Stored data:
┄┄┄┄┄┄
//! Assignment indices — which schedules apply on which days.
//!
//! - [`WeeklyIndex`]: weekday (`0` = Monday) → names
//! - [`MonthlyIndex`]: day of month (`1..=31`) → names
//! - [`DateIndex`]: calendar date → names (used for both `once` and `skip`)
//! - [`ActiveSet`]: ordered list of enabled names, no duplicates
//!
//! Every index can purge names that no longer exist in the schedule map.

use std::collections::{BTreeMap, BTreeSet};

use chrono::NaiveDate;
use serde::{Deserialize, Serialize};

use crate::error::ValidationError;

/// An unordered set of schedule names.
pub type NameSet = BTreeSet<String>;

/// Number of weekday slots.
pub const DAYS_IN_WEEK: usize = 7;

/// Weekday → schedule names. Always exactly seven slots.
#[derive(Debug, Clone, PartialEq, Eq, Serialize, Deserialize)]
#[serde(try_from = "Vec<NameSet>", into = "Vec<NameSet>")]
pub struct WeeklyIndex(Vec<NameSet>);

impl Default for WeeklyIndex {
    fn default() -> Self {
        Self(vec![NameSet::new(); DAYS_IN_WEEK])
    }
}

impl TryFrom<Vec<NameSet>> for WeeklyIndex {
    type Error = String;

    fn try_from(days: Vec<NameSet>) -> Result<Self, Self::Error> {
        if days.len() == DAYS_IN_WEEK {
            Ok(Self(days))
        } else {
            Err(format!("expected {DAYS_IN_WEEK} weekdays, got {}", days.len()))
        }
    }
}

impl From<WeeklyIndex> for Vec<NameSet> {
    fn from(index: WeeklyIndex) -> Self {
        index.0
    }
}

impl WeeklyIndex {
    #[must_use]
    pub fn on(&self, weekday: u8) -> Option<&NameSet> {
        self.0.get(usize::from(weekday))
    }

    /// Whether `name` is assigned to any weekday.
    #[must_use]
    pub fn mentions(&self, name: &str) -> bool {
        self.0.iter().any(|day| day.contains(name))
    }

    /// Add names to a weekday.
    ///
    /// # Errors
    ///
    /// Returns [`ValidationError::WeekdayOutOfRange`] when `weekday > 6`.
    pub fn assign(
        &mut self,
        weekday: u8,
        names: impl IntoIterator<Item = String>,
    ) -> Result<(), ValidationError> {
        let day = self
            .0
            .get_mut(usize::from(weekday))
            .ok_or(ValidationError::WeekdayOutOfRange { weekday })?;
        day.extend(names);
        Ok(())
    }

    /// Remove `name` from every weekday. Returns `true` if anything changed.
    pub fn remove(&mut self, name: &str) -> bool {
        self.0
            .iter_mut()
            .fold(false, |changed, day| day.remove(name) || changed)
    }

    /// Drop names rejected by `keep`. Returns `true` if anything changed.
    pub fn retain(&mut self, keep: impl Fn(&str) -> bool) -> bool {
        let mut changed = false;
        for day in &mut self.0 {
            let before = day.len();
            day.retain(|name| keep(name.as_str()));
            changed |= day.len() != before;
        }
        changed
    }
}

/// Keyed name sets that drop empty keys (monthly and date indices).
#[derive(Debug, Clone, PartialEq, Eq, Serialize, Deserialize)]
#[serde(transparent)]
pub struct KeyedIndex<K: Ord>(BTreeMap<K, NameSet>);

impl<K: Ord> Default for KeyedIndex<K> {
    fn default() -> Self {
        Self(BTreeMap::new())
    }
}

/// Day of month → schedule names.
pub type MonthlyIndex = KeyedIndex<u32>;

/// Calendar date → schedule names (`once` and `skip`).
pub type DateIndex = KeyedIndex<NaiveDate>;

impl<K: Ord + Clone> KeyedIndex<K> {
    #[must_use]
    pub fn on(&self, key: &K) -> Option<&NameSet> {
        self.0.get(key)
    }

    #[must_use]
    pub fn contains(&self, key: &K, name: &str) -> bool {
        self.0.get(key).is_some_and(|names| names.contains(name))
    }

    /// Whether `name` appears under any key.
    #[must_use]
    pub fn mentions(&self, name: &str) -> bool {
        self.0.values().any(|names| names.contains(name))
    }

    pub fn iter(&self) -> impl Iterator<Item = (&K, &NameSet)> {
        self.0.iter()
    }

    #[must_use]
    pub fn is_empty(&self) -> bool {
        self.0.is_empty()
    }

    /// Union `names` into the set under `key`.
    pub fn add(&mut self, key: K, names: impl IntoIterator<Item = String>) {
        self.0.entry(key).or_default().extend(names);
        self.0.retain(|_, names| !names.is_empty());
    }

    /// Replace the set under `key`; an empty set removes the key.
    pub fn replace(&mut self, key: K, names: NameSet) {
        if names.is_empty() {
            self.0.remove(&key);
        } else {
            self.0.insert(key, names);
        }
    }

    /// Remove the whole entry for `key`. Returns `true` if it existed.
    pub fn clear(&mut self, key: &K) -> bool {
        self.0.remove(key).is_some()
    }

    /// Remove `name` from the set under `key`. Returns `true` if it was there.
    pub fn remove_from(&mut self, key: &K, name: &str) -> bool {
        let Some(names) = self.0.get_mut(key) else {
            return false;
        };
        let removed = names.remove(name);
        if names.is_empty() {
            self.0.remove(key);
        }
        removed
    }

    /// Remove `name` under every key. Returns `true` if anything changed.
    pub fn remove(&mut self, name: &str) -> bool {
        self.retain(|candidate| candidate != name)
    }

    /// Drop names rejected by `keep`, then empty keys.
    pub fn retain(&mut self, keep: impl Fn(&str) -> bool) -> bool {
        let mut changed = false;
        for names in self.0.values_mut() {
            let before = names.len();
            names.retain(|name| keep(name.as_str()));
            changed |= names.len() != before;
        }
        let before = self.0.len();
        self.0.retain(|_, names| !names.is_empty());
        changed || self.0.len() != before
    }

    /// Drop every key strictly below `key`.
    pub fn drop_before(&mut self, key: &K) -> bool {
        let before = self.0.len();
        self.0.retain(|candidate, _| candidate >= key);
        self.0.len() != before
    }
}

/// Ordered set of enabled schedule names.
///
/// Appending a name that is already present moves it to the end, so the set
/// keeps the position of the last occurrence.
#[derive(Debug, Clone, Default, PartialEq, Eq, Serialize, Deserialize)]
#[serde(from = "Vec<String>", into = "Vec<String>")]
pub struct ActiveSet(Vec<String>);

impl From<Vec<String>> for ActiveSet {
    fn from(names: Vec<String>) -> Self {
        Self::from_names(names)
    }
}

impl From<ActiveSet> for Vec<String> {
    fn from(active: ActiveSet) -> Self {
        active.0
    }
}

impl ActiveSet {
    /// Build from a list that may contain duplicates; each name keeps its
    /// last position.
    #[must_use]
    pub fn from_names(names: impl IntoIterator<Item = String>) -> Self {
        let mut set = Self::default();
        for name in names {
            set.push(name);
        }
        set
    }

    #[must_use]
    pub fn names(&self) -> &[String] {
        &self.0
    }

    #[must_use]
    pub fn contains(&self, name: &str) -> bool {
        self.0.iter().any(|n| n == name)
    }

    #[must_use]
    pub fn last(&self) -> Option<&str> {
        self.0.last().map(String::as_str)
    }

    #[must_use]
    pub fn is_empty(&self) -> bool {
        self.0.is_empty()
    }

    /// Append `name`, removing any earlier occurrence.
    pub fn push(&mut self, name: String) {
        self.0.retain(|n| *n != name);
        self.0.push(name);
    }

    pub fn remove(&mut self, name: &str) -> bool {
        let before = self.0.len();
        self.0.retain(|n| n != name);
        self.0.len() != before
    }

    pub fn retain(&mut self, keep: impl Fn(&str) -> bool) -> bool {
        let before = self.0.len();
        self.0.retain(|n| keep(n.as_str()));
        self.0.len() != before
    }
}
┄┄┄┄┄┄
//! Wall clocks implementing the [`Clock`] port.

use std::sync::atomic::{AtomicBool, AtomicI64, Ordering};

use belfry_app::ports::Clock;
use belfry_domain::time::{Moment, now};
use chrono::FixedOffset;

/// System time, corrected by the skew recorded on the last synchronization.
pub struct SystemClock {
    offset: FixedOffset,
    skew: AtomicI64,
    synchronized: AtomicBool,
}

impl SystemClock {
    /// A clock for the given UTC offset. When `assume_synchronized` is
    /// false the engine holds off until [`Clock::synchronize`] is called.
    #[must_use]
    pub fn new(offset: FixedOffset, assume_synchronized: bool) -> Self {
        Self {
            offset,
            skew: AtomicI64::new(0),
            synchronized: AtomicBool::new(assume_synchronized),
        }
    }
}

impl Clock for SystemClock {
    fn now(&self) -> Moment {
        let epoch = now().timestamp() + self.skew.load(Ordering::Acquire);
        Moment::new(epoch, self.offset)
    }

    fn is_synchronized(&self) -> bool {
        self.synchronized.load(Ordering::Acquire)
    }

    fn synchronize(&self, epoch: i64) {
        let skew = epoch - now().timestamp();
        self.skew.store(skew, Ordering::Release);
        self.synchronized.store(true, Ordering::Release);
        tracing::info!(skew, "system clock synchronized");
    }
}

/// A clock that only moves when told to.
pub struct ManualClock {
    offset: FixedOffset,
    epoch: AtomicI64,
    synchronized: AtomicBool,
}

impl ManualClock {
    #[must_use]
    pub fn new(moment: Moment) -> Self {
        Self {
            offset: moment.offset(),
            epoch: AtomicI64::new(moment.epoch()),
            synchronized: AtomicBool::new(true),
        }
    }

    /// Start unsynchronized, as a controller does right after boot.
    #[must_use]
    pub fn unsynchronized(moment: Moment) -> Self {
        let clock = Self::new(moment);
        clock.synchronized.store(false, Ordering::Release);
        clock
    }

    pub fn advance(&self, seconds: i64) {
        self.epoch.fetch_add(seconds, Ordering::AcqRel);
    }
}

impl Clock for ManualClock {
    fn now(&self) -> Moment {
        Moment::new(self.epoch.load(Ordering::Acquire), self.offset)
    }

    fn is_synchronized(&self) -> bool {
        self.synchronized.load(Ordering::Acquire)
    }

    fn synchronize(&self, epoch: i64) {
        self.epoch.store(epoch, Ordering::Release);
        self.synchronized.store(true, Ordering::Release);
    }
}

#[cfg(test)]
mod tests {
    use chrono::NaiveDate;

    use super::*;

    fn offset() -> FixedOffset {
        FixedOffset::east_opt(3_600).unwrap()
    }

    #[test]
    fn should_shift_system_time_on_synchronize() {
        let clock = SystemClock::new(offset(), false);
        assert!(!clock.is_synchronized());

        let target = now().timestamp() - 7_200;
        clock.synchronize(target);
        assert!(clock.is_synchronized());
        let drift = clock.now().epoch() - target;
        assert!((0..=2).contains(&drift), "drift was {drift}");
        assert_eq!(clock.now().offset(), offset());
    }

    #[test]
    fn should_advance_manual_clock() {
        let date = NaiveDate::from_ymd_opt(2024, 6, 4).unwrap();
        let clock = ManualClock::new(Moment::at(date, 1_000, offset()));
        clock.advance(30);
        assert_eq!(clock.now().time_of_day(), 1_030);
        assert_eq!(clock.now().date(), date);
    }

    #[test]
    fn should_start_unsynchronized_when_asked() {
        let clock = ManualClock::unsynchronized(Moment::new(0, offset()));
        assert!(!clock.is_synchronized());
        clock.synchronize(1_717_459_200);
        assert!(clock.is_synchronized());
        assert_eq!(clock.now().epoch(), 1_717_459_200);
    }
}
┄┄┄┄┄┄
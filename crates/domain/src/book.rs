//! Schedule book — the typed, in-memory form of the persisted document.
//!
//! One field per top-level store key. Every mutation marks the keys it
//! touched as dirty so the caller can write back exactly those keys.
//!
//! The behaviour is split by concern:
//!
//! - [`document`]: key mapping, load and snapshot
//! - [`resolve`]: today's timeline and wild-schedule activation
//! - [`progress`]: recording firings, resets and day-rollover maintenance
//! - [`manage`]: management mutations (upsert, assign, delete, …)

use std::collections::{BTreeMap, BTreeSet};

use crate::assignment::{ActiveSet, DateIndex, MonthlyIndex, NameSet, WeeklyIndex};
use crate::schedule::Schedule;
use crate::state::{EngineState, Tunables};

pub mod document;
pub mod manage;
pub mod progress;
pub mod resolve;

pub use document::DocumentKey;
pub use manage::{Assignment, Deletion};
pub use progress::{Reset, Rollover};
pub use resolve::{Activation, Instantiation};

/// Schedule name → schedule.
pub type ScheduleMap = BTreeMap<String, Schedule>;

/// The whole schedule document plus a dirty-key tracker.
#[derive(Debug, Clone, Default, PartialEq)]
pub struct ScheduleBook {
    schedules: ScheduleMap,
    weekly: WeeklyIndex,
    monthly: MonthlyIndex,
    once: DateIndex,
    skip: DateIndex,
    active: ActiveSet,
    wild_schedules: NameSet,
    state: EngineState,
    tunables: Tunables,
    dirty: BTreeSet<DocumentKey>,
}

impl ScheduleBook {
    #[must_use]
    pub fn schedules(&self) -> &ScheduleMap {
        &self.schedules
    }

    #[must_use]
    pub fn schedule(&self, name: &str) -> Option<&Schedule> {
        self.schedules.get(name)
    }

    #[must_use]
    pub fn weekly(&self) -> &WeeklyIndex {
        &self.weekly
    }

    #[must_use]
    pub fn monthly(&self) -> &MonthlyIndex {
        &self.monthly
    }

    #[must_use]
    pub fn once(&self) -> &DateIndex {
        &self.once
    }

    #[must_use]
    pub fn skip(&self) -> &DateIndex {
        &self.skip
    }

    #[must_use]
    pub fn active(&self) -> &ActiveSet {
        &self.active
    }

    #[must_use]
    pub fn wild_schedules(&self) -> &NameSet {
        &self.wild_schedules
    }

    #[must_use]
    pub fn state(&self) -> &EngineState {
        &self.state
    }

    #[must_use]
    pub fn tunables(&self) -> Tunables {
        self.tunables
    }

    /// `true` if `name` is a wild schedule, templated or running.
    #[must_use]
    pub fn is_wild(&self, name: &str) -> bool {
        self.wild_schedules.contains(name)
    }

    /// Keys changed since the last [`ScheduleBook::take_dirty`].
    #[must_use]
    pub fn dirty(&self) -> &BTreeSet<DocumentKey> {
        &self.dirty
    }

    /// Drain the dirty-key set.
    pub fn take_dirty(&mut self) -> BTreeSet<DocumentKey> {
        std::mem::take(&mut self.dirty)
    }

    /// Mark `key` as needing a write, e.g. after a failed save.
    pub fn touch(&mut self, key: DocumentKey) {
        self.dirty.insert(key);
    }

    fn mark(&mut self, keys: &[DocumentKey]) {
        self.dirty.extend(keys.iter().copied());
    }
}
┄┄┄┄┄┄
(WHAT YOU HAVE TO DO) Scanning the data above, count the lines in which the string "Item" occurs and state only the count.

(OUTPUT OF THE EXERCISE) 4